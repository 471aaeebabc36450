//! Architecture-neutral boot protocol.
//!
//! The kernel image is entered in a flat 64-bit environment with interrupts
//! disabled and a pointer to this structure. The bootloader-specific entry
//! shims (`main.rs`) translate their native info into [`BootInfo`] before
//! `kernel_main` runs.

use crate::mm::regions::{MemRegion, MemRegionExtra, MemRegionKind};

/// Framebuffer pixel format.
#[derive(Debug, Clone, Copy, PartialEq, Eq)]
pub enum PixelFormat {
    Rgb888,
    Xrgb8888,
    Rgb565,
}

/// Framebuffer handoff info, if the loader set up a linear framebuffer.
#[derive(Debug, Clone, Copy)]
pub struct FramebufferInfo {
    pub paddr: u64,
    pub pitch: u32,
    pub width: u32,
    pub height: u32,
    pub format: PixelFormat,
}

/// Initial ramdisk location.
#[derive(Debug, Clone, Copy)]
pub struct InitrdInfo {
    pub paddr: u64,
    pub size: u64,
}

/// One entry of the loader's physical memory map, before normalization.
#[derive(Debug, Clone, Copy)]
pub struct BootMemRegion {
    pub addr: u64,
    pub len: u64,
    pub kind: MemRegionKind,
}

/// Everything the kernel needs from the boot environment.
pub struct BootInfo<'a> {
    /// Raw memory map, in whatever order the firmware produced it.
    pub mem_map: &'a [BootMemRegion],
    /// Kernel command line, or empty.
    pub cmdline: &'a str,
    /// Linear framebuffer, if any.
    pub framebuffer: Option<FramebufferInfo>,
    /// Initial ramdisk, if any.
    pub initrd: Option<InitrdInfo>,
    /// UEFI runtime services pointer, or 0.
    pub efi_runtime_services: u64,
}

impl BootMemRegion {
    /// Convert into a mem-regions table entry (no extra flags yet).
    pub fn to_region(self) -> MemRegion {
        MemRegion {
            addr: self.addr,
            len: self.len,
            kind: self.kind,
            extra: MemRegionExtra::empty(),
        }
    }
}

→ **ASSIGNMENT**: An exact copy of the lines from the one containing "pub enum PixelFormat" through the last line of the material, both included, is to be printed, and nothing else.

→ **RESULT FOR THIS EXERCISE**:
pub enum PixelFormat {
    Rgb888,
    Xrgb8888,
    Rgb565,
}

/// Framebuffer handoff info, if the loader set up a linear framebuffer.
#[derive(Debug, Clone, Copy)]
pub struct FramebufferInfo {
    pub paddr: u64,
    pub pitch: u32,
    pub width: u32,
    pub height: u32,
    pub format: PixelFormat,
}

/// Initial ramdisk location.
#[derive(Debug, Clone, Copy)]
pub struct InitrdInfo {
    pub paddr: u64,
    pub size: u64,
}

/// One entry of the loader's physical memory map, before normalization.
#[derive(Debug, Clone, Copy)]
pub struct BootMemRegion {
    pub addr: u64,
    pub len: u64,
    pub kind: MemRegionKind,
}

/// Everything the kernel needs from the boot environment.
pub struct BootInfo<'a> {
    /// Raw memory map, in whatever order the firmware produced it.
    pub mem_map: &'a [BootMemRegion],
    /// Kernel command line, or empty.
    pub cmdline: &'a str,
    /// Linear framebuffer, if any.
    pub framebuffer: Option<FramebufferInfo>,
    /// Initial ramdisk, if any.
    pub initrd: Option<InitrdInfo>,
    /// UEFI runtime services pointer, or 0.
    pub efi_runtime_services: u64,
}

impl BootMemRegion {
    /// Convert into a mem-regions table entry (no extra flags yet).
    pub fn to_region(self) -> MemRegion {
        MemRegion {
            addr: self.addr,
            len: self.len,
            kind: self.kind,
            extra: MemRegionExtra::empty(),
        }
    }
}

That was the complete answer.